# Bandwagon Blues



## Mooh (Mar 7, 2007)

What are folks using to haul their gear and themselves to gigs? Does anyone have a band truck, van, or bus? Trailer? Is it economical?

Right now, the cover band sometimes uses their personal vehicles, and sometimes uses a rental van, or both. A couple of us could probably write off a van as a business expense.

What say ye?

Peace, Mooh.


----------



## shoretyus (Jan 6, 2007)

Hammond Hauler/Sailboat hauler ....but some use a utility trailer


----------



## Mooh (Mar 7, 2007)

How many passengers can you carry when you're fully loaded with gear?

Peace, Mooh.


----------



## shoretyus (Jan 6, 2007)

Mooh said:


> How many passengers can you carry when you're fully loaded with gear?
> 
> Peace, Mooh.


That's a loaded question ... it seats 8.. not much gear.. pull the two back seats.. it takes M3/Leslie /PA/monitors/amps for a 5 pc group.. if you pack it correctly .... 'xept the drummer... screw em'... Now that is pretty loaded but that is actually a good thing as there is less potential for gear flying around if it is totally packed. If I am just hauling the organ I do tie it down. 

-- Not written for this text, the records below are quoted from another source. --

//! # 服务层（可注入状态）
//!
//! ## 设计思路
//!
//! 使用 `SplitServiceState` 作为宿主注入状态，替代全局单例函数。
//! 好处：
//! 1. 生命周期清晰（由宿主统一管理）
//! 2. 测试可创建独立实例，减少共享状态副作用
//! 3. 后续可扩展多实例或按会话配置
//!
//! ## 实现思路
//!
//! 对外仅暴露少量稳定 API：
//! - `split_source`：执行完整拆分链路
//! - `split_source_with_cancel`：按请求 ID 注册取消标志后执行
//! - `cancel_split`：标记指定请求取消
//! - 编码档位与高级配置的读写

use std::collections::HashMap;
use std::sync::atomic::{AtomicBool, Ordering};
use std::sync::{Arc, Mutex};

use super::config::EncodingProfile;
use super::source::{ImageSource, SplitOutput};
use super::{SplitConfig, SplitError, SplitHandler};

/// 高级配置的宿主传输形态。
#[derive(Debug, Clone, serde::Serialize, serde::Deserialize)]
pub struct SplitAdvancedConfig {
    pub max_file_size: u64,
    pub max_decoded_pixels: u64,
    pub max_decoded_bytes: u64,
    pub jpeg_quality: u8,
    pub parallel_encode: bool,
    pub output_format: String,
    pub rounding: String,
}

/// 象限拆分服务状态。
///
/// 作为宿主托管状态注入到调用层，内部持有 `SplitHandler`。
pub struct SplitServiceState {
    handler: SplitHandler,
    cancel_flags: Mutex<HashMap<String, Arc<AtomicBool>>>,
}

impl SplitServiceState {
    /// 使用默认配置创建服务状态。
    ///
    /// # 示例
    /// ```rust,no_run
    /// use quadsplit::splitter::SplitServiceState;
    ///
    /// let service = SplitServiceState::new()?;
    /// # Ok::<(), quadsplit::splitter::SplitError>(())
    /// ```
    pub fn new() -> Result<Self, SplitError> {
        Self::with_config(SplitConfig::default())
    }

    /// 使用自定义配置创建服务状态。
    ///
    /// 主要用于测试或按场景注入不同策略。
    pub fn with_config(config: SplitConfig) -> Result<Self, SplitError> {
        let handler = SplitHandler::new(config)?;
        Ok(Self {
            handler,
            cancel_flags: Mutex::new(HashMap::new()),
        })
    }

    /// 执行完整拆分流程：加载→解码→四象限编码。
    ///
    /// # 示例
    /// ```rust,no_run
    /// use quadsplit::splitter::{ImageSource, SplitServiceState};
    ///
    /// # async fn demo(png: Vec<u8>) -> Result<(), quadsplit::splitter::SplitError> {
    /// let service = SplitServiceState::new()?;
    /// let output = service.split_source(ImageSource::Bytes(png)).await?;
    /// for tile in output.tiles() {
    ///     println!("{} -> {} 字节", tile.quadrant.as_str(), tile.bytes.len());
    /// }
    /// # Ok(())
    /// # }
    /// ```
    pub async fn split_source(&self, source: ImageSource) -> Result<SplitOutput, SplitError> {
        self.handler.split(source).await
    }

    /// 按请求 ID 注册取消标志后执行拆分。
    ///
    /// 标志在阶段之间被检查；请求结束后标志自动清理。
    pub async fn split_source_with_cancel(
        &self,
        request_id: String,
        source: ImageSource,
    ) -> Result<SplitOutput, SplitError> {
        let cancel_flag = Arc::new(AtomicBool::new(false));
        {
            let mut guard = self
                .cancel_flags
                .lock()
                .map_err(|_| SplitError::ResourceLimit("取消标志锁已中毒".to_string()))?;
            guard.insert(request_id.clone(), Arc::clone(&cancel_flag));
        }

        let flag_for_hook = Arc::clone(&cancel_flag);
        let result = self
            .handler
            .split_with_hooks(source, move || flag_for_hook.load(Ordering::SeqCst))
            .await;

        {
            let mut guard = self
                .cancel_flags
                .lock()
                .map_err(|_| SplitError::ResourceLimit("取消标志锁已中毒".to_string()))?;
            guard.remove(&request_id);
        }

        result
    }

    /// 标记指定请求取消。
    ///
    /// 返回 `true` 表示找到了在途请求并已标记；`false` 表示请求不存在或已结束。
    pub fn cancel_split(&self, request_id: &str) -> Result<bool, SplitError> {
        let guard = self
            .cancel_flags
            .lock()
            .map_err(|_| SplitError::ResourceLimit("取消标志锁已中毒".to_string()))?;

        if let Some(flag) = guard.get(request_id) {
            flag.store(true, Ordering::SeqCst);
            Ok(true)
        } else {
            Ok(false)
        }
    }

    /// 设置编码档位。
    ///
    /// # 示例
    /// ```rust,no_run
    /// use quadsplit::splitter::SplitServiceState;
    ///
    /// let service = SplitServiceState::new()?;
    /// service.set_encoding_profile("speed")?;
    /// # Ok::<(), quadsplit::splitter::SplitError>(())
    /// ```
    pub fn set_encoding_profile(&self, profile: &str) -> Result<(), SplitError> {
        let profile = EncodingProfile::from_str(profile)?;
        self.handler.set_encoding_profile(profile)
    }

    /// 获取当前生效编码档位（字符串）。
    pub fn get_encoding_profile(&self) -> Result<String, SplitError> {
        let profile = self.handler.get_encoding_profile()?;
        Ok(profile.as_str().to_string())
    }

    pub fn set_advanced_config(&self, config: SplitAdvancedConfig) -> Result<(), SplitError> {
        self.handler.set_advanced_config(
            config.max_file_size,
            config.max_decoded_pixels,
            config.max_decoded_bytes,
            config.jpeg_quality,
            config.parallel_encode,
            &config.output_format,
            &config.rounding,
        )
    }

    pub fn get_advanced_config(&self) -> Result<SplitAdvancedConfig, SplitError> {
        let (
            max_file_size,
            max_decoded_pixels,
            max_decoded_bytes,
            jpeg_quality,
            parallel_encode,
            output_format,
            rounding,
        ) = self.handler.get_advanced_config()?;

        Ok(SplitAdvancedConfig {
            max_file_size,
            max_decoded_pixels,
            max_decoded_bytes,
            jpeg_quality,
            parallel_encode,
            output_format: output_format.to_string(),
            rounding: rounding.to_string(),
        })
    }
}

#[cfg(test)]
mod tests {
    use super::*;
    use std::sync::Arc;
    use std::thread;

    #[test]
    fn service_set_and_get_profile_roundtrip() {
        let service = SplitServiceState::new().expect("service init failed");

        service.set_encoding_profile("quality").expect("set quality should succeed");
        let quality = service.get_encoding_profile().expect("get profile should succeed");
        assert_eq!(quality, "quality");

        service.set_encoding_profile("balanced").expect("set balanced should succeed");
        let balanced = service.get_encoding_profile().expect("get profile should succeed");
        assert_eq!(balanced, "balanced");

        service.set_encoding_profile("speed").expect("set speed should succeed");
        let speed = service.get_encoding_profile().expect("get profile should succeed");
        assert_eq!(speed, "speed");
    }

    #[test]
    fn service_rejects_invalid_profile() {
        let service = SplitServiceState::new().expect("service init failed");

        let result = service.set_encoding_profile("unknown-profile");
        assert!(matches!(result, Err(SplitError::InvalidFormat(_))));
    }

    #[test]
    fn service_profile_concurrent_access_stress() {
        let service = Arc::new(SplitServiceState::new().expect("service init failed"));

        let workers = 8;
        let iterations = 200;

        let mut handles = Vec::with_capacity(workers);
        for worker_id in 0..workers {
            let service = Arc::clone(&service);
            handles.push(thread::spawn(move || {
                let profiles = ["quality", "balanced", "speed"];

                for i in 0..iterations {
                    let profile = profiles[(worker_id + i) % profiles.len()];
                    service.set_encoding_profile(profile).expect("set profile should succeed");

                    let current = service.get_encoding_profile().expect("get profile should succeed");
                    assert!(matches!(current.as_str(), "quality" | "balanced" | "speed"));
                }
            }));
        }

        for handle in handles {
            handle.join().expect("worker thread should not panic");
        }
    }

    #[test]
    fn cancel_split_returns_false_for_unknown_request() {
        let service = SplitServiceState::new().expect("service init failed");

        let cancelled = service
            .cancel_split("no-such-request")
            .expect("cancel should not error");
        assert!(!cancelled);
    }

    #[test]
    fn advanced_config_serializes_roundtrip() {
        let service = SplitServiceState::new().expect("service init failed");
        let config = service.get_advanced_config().expect("read advanced config failed");

        let json = serde_json::to_string(&config).expect("serialize should succeed");
        let parsed: SplitAdvancedConfig =
            serde_json::from_str(&json).expect("deserialize should succeed");

        assert_eq!(parsed.max_file_size, config.max_file_size);
        assert_eq!(parsed.output_format, "preserve");
        assert_eq!(parsed.rounding, "remainder-to-far");
    }
}
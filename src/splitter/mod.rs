//! # 象限拆分模块（splitter）
//!
//! ## 设计思路
//!
//! 该模块将“图片来源加载 → 解码校验 → 象限几何 → 裁剪编码 → 服务暴露”
//! 按职责拆分为多个子模块，避免单文件膨胀与耦合。
//!
//! - `service`：承载可注入状态（`SplitServiceState`）与取消标志
//! - `handler`：编排整条处理流水线
//! - `loader`：负责字节/Base64/文件加载与安全校验
//! - `pipeline`：负责解码、像素限制、最小尺寸校验
//! - `geometry`：象限区域计算（纯函数）
//! - `encoder`：负责裁剪与重编码（可并行）
//! - `config/error/source`：配置、错误、中间数据模型
//!
//! ## 实现思路
//!
//! 对外仅暴露必要类型与入口，内部细节保持 `mod` 私有。
//! 宿主通过 `SplitServiceState` 注入状态，提升测试隔离与后续扩展能力。
//!
//! ## 新同事快速上手
//!
//! 可以按下面顺序理解调用链：
//!
//! ```text
//! 宿主调用
//!    ↓
//! service.rs（状态注入、取消标志）
//!    ↓
//! handler.rs（统一编排 + 阶段耗时日志）
//!    ├─ loader.rs（来源加载 + 体积/签名校验）
//!    ├─ pipeline.rs（解码 + 像素限制 + 最小尺寸校验）
//!    ├─ geometry.rs（象限区域计算，纯函数）
//!    └─ encoder.rs（裁剪 + 重编码，可并行）
//!    ↓
//! 返回 SplitOutput（固定顺序：左上、右上、左下、右下）
//! ```
//!
//! ## 分层职责建议
//!
//! - 配置与策略变更优先改 `config.rs`
//! - 业务流程顺序变更优先改 `handler.rs`
//! - 单阶段行为优化分别改 `loader/pipeline/encoder`
//! - 区域划分规则变更只改 `geometry.rs`

mod config;
mod encoder;
mod error;
mod geometry;
mod handler;
mod loader;
mod pipeline;
mod service;
mod source;

pub use config::{EncodingProfile, OutputFormatPolicy, PngCompression, SplitConfig};
pub use error::SplitError;
pub use geometry::{Quadrant, QuadrantRegion, RoundingPolicy, quadrant_region, quadrant_regions};
pub use handler::SplitHandler;
pub use service::{SplitAdvancedConfig, SplitServiceState};
pub use source::{ImageSource, QuadrantTile, SplitOutput};
//! 象限几何计算模块
//!
//! 该模块实现“整图 → 四象限”的核心几何算法，全部为纯函数：
//! 输入为图像宽高与舍入策略，输出唯一的矩形区域，便于测试。
//!
//! # 设计思路
//!
//! - 近端（左/上）取 `floor(extent / 2)`，远端（右/下）取余下部分，
//!   保证四个区域无缝、无重叠地覆盖整图。
//! - 奇数边长时两端恰好相差一个像素，多出的一像素默认归远端，
//!   也可通过 [`RoundingPolicy`] 改为归近端。
//! - 宽或高小于 2 时近端区域退化为 0 宽/高，由解码层提前拒绝，
//!   几何层本身不做输入兜底。

use super::SplitError;

/// 四个固定象限位置。
///
/// [`Quadrant::ORDERED`] 定义了整个 crate 的输出顺序约定。
#[derive(Debug, Clone, Copy, PartialEq, Eq)]
pub enum Quadrant {
    TopLeft,
    TopRight,
    BottomLeft,
    BottomRight,
}

impl Quadrant {
    /// 固定输出顺序：左上、右上、左下、右下。
    pub const ORDERED: [Self; 4] = [
        Self::TopLeft,
        Self::TopRight,
        Self::BottomLeft,
        Self::BottomRight,
    ];

    /// 稳定字符串标识，供日志与宿主展示。
    pub fn as_str(self) -> &'static str {
        match self {
            Self::TopLeft => "top-left",
            Self::TopRight => "top-right",
            Self::BottomLeft => "bottom-left",
            Self::BottomRight => "bottom-right",
        }
    }

    fn is_left(self) -> bool {
        matches!(self, Self::TopLeft | Self::BottomLeft)
    }

    fn is_top(self) -> bool {
        matches!(self, Self::TopLeft | Self::TopRight)
    }
}

/// 象限矩形区域（像素坐标，原点在整图左上角）。
#[derive(Debug, Clone, Copy, PartialEq, Eq)]
pub struct QuadrantRegion {
    pub left: u32,
    pub top: u32,
    pub width: u32,
    pub height: u32,
}

impl QuadrantRegion {
    /// 区域像素面积。
    pub fn area(self) -> u64 {
        u64::from(self.width) * u64::from(self.height)
    }
}

/// 奇数边长的舍入策略。
#[derive(Debug, Clone, Copy, PartialEq, Eq, Default)]
pub enum RoundingPolicy {
    /// 多出的一像素归远端（右/下）。
    #[default]
    RemainderToFar,
    /// 多出的一像素归近端（左/上）。
    RemainderToNear,
}

impl RoundingPolicy {
    /// 从外部字符串解析策略。
    pub(crate) fn from_str(policy: &str) -> Result<Self, SplitError> {
        match policy.trim().to_lowercase().as_str() {
            "remainder-to-far" => Ok(Self::RemainderToFar),
            "remainder-to-near" => Ok(Self::RemainderToNear),
            other => Err(SplitError::InvalidFormat(format!(
                "未知舍入策略：{}（可选：remainder-to-far / remainder-to-near）",
                other
            ))),
        }
    }

    /// 将策略输出为稳定字符串，供宿主展示与持久化。
    pub(crate) fn as_str(self) -> &'static str {
        match self {
            Self::RemainderToFar => "remainder-to-far",
            Self::RemainderToNear => "remainder-to-near",
        }
    }
}

/// 将一条边拆分为（近端长度，远端长度）。
///
/// 不变量：两段之和恒等于 `extent`，奇数时两段相差恰好 1。
fn split_axis(extent: u32, policy: RoundingPolicy) -> (u32, u32) {
    let half = extent / 2;
    match policy {
        RoundingPolicy::RemainderToFar => (half, extent - half),
        RoundingPolicy::RemainderToNear => (extent - half, half),
    }
}

/// 计算单个象限在整图中的矩形区域。
///
/// # 参数
/// * `width` / `height` - 整图像素尺寸
/// * `quadrant`         - 目标象限
/// * `policy`           - 奇数边长的舍入策略
///
/// # 返回
/// 该象限的矩形区域（左上角坐标 + 宽高）
pub fn quadrant_region(
    width: u32,
    height: u32,
    quadrant: Quadrant,
    policy: RoundingPolicy,
) -> QuadrantRegion {
    let (near_w, far_w) = split_axis(width, policy);
    let (near_h, far_h) = split_axis(height, policy);

    let (left, region_width) = if quadrant.is_left() {
        (0, near_w)
    } else {
        (near_w, far_w)
    };
    let (top, region_height) = if quadrant.is_top() {
        (0, near_h)
    } else {
        (near_h, far_h)
    };

    QuadrantRegion {
        left,
        top,
        width: region_width,
        height: region_height,
    }
}

/// 按固定顺序计算四个象限区域。
///
/// 四个区域恰好无缝、无重叠地覆盖整图：面积之和等于 `width * height`，
/// 且任意两个区域不相交。
pub fn quadrant_regions(
    width: u32,
    height: u32,
    policy: RoundingPolicy,
) -> [(Quadrant, QuadrantRegion); 4] {
    Quadrant::ORDERED.map(|quadrant| (quadrant, quadrant_region(width, height, quadrant, policy)))
}

#[cfg(test)]
mod tests {
    use super::*;

    #[test]
    fn test_even_image_splits_into_equal_quadrants() {
        let regions = quadrant_regions(4, 4, RoundingPolicy::RemainderToFar);

        let expected = [
            (Quadrant::TopLeft, (0, 0, 2, 2)),
            (Quadrant::TopRight, (2, 0, 2, 2)),
            (Quadrant::BottomLeft, (0, 2, 2, 2)),
            (Quadrant::BottomRight, (2, 2, 2, 2)),
        ];

        for ((quadrant, region), (expected_quadrant, (left, top, width, height))) in
            regions.into_iter().zip(expected)
        {
            assert_eq!(quadrant, expected_quadrant);
            assert_eq!(region.left, left);
            assert_eq!(region.top, top);
            assert_eq!(region.width, width);
            assert_eq!(region.height, height);
        }
    }

    #[test]
    fn test_odd_image_gives_remainder_to_far_side() {
        let regions = quadrant_regions(5, 5, RoundingPolicy::RemainderToFar);

        let expected = [
            (0, 0, 2, 2),
            (2, 0, 3, 2),
            (0, 2, 2, 3),
            (2, 2, 3, 3),
        ];

        for ((_, region), (left, top, width, height)) in regions.into_iter().zip(expected) {
            assert_eq!(
                (region.left, region.top, region.width, region.height),
                (left, top, width, height)
            );
        }

        let total: u64 = regions.iter().map(|(_, r)| r.area()).sum();
        assert_eq!(total, 25);
    }

    #[test]
    fn test_odd_image_remainder_to_near_side() {
        let regions = quadrant_regions(5, 5, RoundingPolicy::RemainderToNear);

        let expected = [
            (0, 0, 3, 3),
            (3, 0, 2, 3),
            (0, 3, 3, 2),
            (3, 3, 2, 2),
        ];

        for ((_, region), (left, top, width, height)) in regions.into_iter().zip(expected) {
            assert_eq!(
                (region.left, region.top, region.width, region.height),
                (left, top, width, height)
            );
        }
    }

    #[test]
    fn test_regions_partition_area_for_mixed_parity() {
        for (width, height) in [(2, 2), (3, 2), (2, 3), (7, 11), (1920, 1081)] {
            for policy in [RoundingPolicy::RemainderToFar, RoundingPolicy::RemainderToNear] {
                let regions = quadrant_regions(width, height, policy);
                let total: u64 = regions.iter().map(|(_, r)| r.area()).sum();
                assert_eq!(total, u64::from(width) * u64::from(height));
            }
        }
    }

    #[test]
    fn test_far_side_is_at_most_one_pixel_larger() {
        let regions = quadrant_regions(9, 6, RoundingPolicy::RemainderToFar);
        let (_, top_left) = regions[0];
        let (_, bottom_right) = regions[3];

        assert_eq!(bottom_right.width - top_left.width, 1);
        assert_eq!(bottom_right.height, top_left.height);
        assert_eq!(top_left.width + bottom_right.width, 9);
        assert_eq!(top_left.height + bottom_right.height, 6);
    }

    #[test]
    fn test_minimum_two_by_two_image() {
        let regions = quadrant_regions(2, 2, RoundingPolicy::RemainderToFar);

        for (_, region) in regions {
            assert_eq!(region.width, 1);
            assert_eq!(region.height, 1);
        }
    }

    #[test]
    fn test_rounding_policy_string_roundtrip() {
        let far = RoundingPolicy::from_str("remainder-to-far").expect("parse should succeed");
        assert_eq!(far, RoundingPolicy::RemainderToFar);
        assert_eq!(far.as_str(), "remainder-to-far");

        let near = RoundingPolicy::from_str(" Remainder-To-Near ").expect("parse should succeed");
        assert_eq!(near, RoundingPolicy::RemainderToNear);

        assert!(matches!(
            RoundingPolicy::from_str("round-up"),
            Err(SplitError::InvalidFormat(_))
        ));
    }
}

By removing only one back seat I can still do the organ and leslie and a couple of amps. It's roughly 4 ' deep.

But as I said up there.. you could think about a utility trailer if you have something capable of towing. The back of the van is basically 4*8 by 4' high. There are lots of those trailers hitting the used market. If you have a secure place you have the option of leaving PA gear loaded ready for the next gig. 

But you sure can get a bit o' gear in a Saturn....


----------



## Mooh (Mar 7, 2007)

Cool, thanks.

Yes, when properly packed, a lot of stuff can be hauled in a car. Funny how much better my stuff is packed before the gig than after. We've made a few trips to the east coast from Ontario with the Rav4 packed to the gills with instruments, amps, and teaching materials for the music camp/school. It's a tight squeeze and every year I say I'm going to get a small utility trailer again but never do. 

Peace, Mooh.


----------



## shoretyus (Jan 6, 2007)

I am pretty good at packing. I spent a couple of months packing containers of woodworking .ie odd shapes etc etc.


----------



## hollowbody (Jan 15, 2008)

I worked on the shipping docks for a toy company for a few years when I was a kid and during the lead-up to the holidays when we were at our craziest, we'd have to get really creative picking and packing orders to be shipped and then loading the transport trailers so they were a) as full as possible and b) secure. I find that really helps when it comes packing gear 

I always stare enviously at other bands' trailers, because I wish we could have one too. I get myself to and from shows in my Sunfire carrying my gear (head, cab, 2 or 3 guitars, bag o' cables, pedalboard, stands, etc.) and my bassist's gear (head, cab, 2 basses, mandolin, stands, bag o' cables, etc.) It's a tight fit, but it works.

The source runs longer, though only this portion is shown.